Published: Thu, December 06, 2018
Worldwide | By Isabel Fisher

Digital tax kept alive by France and Germany

Digital tax kept alive by France and Germany

Germany and France want to enforce with a joint compromise proposal, the controversial digital tax in Europe. It would have imposed a 3 percent levy on revenues made by major IT firms in the European Union market. But this is opposed to an initial plan to set a levy on all digital revenues of large multinationals.

The narrowed-down approach is also viewed as an attempt to ease opposition from Ireland, Denmark, Sweden, and Finland, who have pushed for a global solution instead of a European "quick fix", as the draft needs the support of all EU states.

The new proposal, which was obtained by Politico prior to yesterday's meeting, effectively ends the European Commission's proposed "digital services tax".

The new plan would generate about half the revenue previously planned and mainly hit Google and Facebook, which dominate the online ad market, according to an official with knowledge of the matter.

The digital tax initially was to cover a wide swathe of the digital economy, potentially capturing companies such as Amazon, AirBnB and Trip Advisor.

He said: "Like any European compromise, some will be disappointed".

"I prefer to check our ambitions (...) We have adopted a more conciliatory attitude", French Finance Minister Bruno Le Maire told journalists after the meeting.

France's finance minister Bruno Le Maire has attempted to play down concerns some countries, including Ireland, might have.

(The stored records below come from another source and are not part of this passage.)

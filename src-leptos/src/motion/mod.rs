//! Declarative motion parameters for the project cards.
//!
//! Animations are plain data: poses, springs and tweens grouped into named
//! variant tables (`variants`). `css` turns the tables into keyframes and
//! hover/tap rules, so the browser interpolates everything and the components
//! only toggle classes and set per-element delays.

pub mod css;
mod spring;
mod stagger;
pub mod variants;

pub use css::stylesheet;
pub use stagger::Stagger;

use serde::{Deserialize, Serialize};
use std::time::Duration;

/// Points sampled from a spring for its CSS easing.
const EASING_SAMPLES: usize = 24;

/// Physical spring parameters.
#[derive(Debug, Clone, Copy, PartialEq)]
pub struct Spring {
    pub stiffness: f64,
    pub damping: f64,
    pub mass: f64,
}

impl Spring {
    pub const fn new(stiffness: f64, damping: f64, mass: f64) -> Self {
        Self { stiffness, damping, mass }
    }
}

/// CSS `cubic-bezier()` control points.
#[derive(Debug, Clone, Copy, PartialEq)]
pub struct CubicBezier(pub f64, pub f64, pub f64, pub f64);

impl CubicBezier {
    pub fn css(&self) -> String {
        format!(
            "cubic-bezier({}, {}, {}, {})",
            spring::trim_float(self.0),
            spring::trim_float(self.1),
            spring::trim_float(self.2),
            spring::trim_float(self.3)
        )
    }
}

/// How a pose change is interpolated.
#[derive(Debug, Clone, Copy, PartialEq)]
pub enum Transition {
    Spring(Spring),
    Tween { duration_ms: u32, ease: CubicBezier },
}

impl Transition {
    pub const fn spring(stiffness: f64, damping: f64) -> Self {
        Self::Spring(Spring::new(stiffness, damping, 1.0))
    }

    pub fn duration(&self) -> Duration {
        match self {
            Self::Spring(spring) => spring.settle_duration(),
            Self::Tween { duration_ms, .. } => Duration::from_millis(u64::from(*duration_ms)),
        }
    }

    pub fn easing(&self) -> String {
        match self {
            Self::Spring(spring) => spring.css_easing(EASING_SAMPLES),
            Self::Tween { ease, .. } => ease.css(),
        }
    }

    /// `<duration> <easing>` for `transition`/`animation` shorthands.
    pub fn timing(&self) -> String {
        format!("{}ms {}", self.duration().as_millis(), self.easing())
    }
}

/// Height of a collapsible region.
#[derive(Debug, Clone, Copy, PartialEq, Eq)]
pub enum Height {
    Zero,
    Auto,
}

/// Target values for animatable properties. `None` leaves a property alone.
#[derive(Debug, Clone, Copy, PartialEq, Default)]
pub struct Pose {
    pub opacity: Option<f64>,
    /// Vertical offset in px
    pub y: Option<f64>,
    pub scale: Option<f64>,
    /// Rotation in degrees
    pub rotate: Option<f64>,
    pub height: Option<Height>,
    pub background: Option<&'static str>,
}

impl Pose {
    pub const NONE: Self = Self {
        opacity: None,
        y: None,
        scale: None,
        rotate: None,
        height: None,
        background: None,
    };

    pub const fn opacity(mut self, value: f64) -> Self {
        self.opacity = Some(value);
        self
    }

    pub const fn y(mut self, px: f64) -> Self {
        self.y = Some(px);
        self
    }

    pub const fn scale(mut self, value: f64) -> Self {
        self.scale = Some(value);
        self
    }

    pub const fn rotate(mut self, deg: f64) -> Self {
        self.rotate = Some(deg);
        self
    }

    pub const fn height(mut self, height: Height) -> Self {
        self.height = Some(height);
        self
    }

    pub const fn background(mut self, color: &'static str) -> Self {
        self.background = Some(color);
        self
    }

    pub fn is_empty(&self) -> bool {
        *self == Self::NONE
    }
}

/// Named poses of one element plus the transitions between them.
#[derive(Debug, Clone, Copy, PartialEq)]
pub struct Variants {
    pub hidden: Pose,
    pub visible: Pose,
    pub hover: Pose,
    pub tap: Pose,
    /// hidden -> visible
    pub enter: Transition,
    /// visible -> hidden
    pub exit: Transition,
    /// Into and out of hover/tap
    pub interaction: Transition,
}

/// Tunable timing for the card list.
#[derive(Debug, Clone, Copy, Serialize, Deserialize, PartialEq, Eq)]
#[serde(rename_all = "camelCase", default)]
pub struct MotionConfig {
    /// Delay before the list container fades in
    pub list_delay_ms: u32,
    /// Per-card entrance delay
    pub entrance: Stagger,
    /// Reveal delay for rows inside an expanded card
    pub children: Stagger,
    /// Disable animation under `prefers-reduced-motion: reduce`
    pub respect_reduced_motion: bool,
}

impl Default for MotionConfig {
    fn default() -> Self {
        Self {
            list_delay_ms: 200,
            entrance: Stagger::new(300, 100),
            children: Stagger::new(100, 100),
            respect_reduced_motion: true,
        }
    }
}

impl MotionConfig {
    /// How long exiting content stays mounted. Zero when animations are
    /// switched off for reduced motion, since the CSS plays nothing.
    pub fn exit_duration(&self, animated: Duration, prefers_reduced_motion: bool) -> Duration {
        if self.respect_reduced_motion && prefers_reduced_motion {
            Duration::ZERO
        } else {
            animated
        }
    }
}

/// Media query mirrored by the reduced-motion block in the stylesheet.
pub const REDUCED_MOTION_QUERY: &str = "(prefers-reduced-motion: reduce)";

/// Whether the browser asks for reduced motion. False outside a window.
pub fn prefers_reduced_motion() -> bool {
    web_sys::window()
        .and_then(|window| window.match_media(REDUCED_MOTION_QUERY).ok().flatten())
        .is_some_and(|query| query.matches())
}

Donohoe added that it would be better to deal with the taxation of large digital companies seeking a broader worldwide deal at the Organisation for Economic Cooperation and Development (OECD).

"As other countries mentioned, the right and safest way to deal with this is through the OECD to find consensus on global matters".

The blueprint calls on the bloc's members to agree on the plan "without delay and in any case before March 2019". "I promise to be constructive and I'm ready to look at the proposal, but I still have serious concerns with it", said Finnish Finance Minister Petteri Orpo.

Major compromise: The inital proposal was much further reaching, aiming to tax all online revenue made in the European Union by firms with a worldwide annual turnover of at least €750 million ($850 million) and an online turnover of €50 million in Europe.

The latest proposal is meant to come into force in January 2021, but only if the Organisation for Economic Co-Operation and Development (OECD) fails to reach a consensus on a global approach by then.

The new proposal, which requires unanimous backing by the European Union member states, is set to be formally put for approval by ministers in March.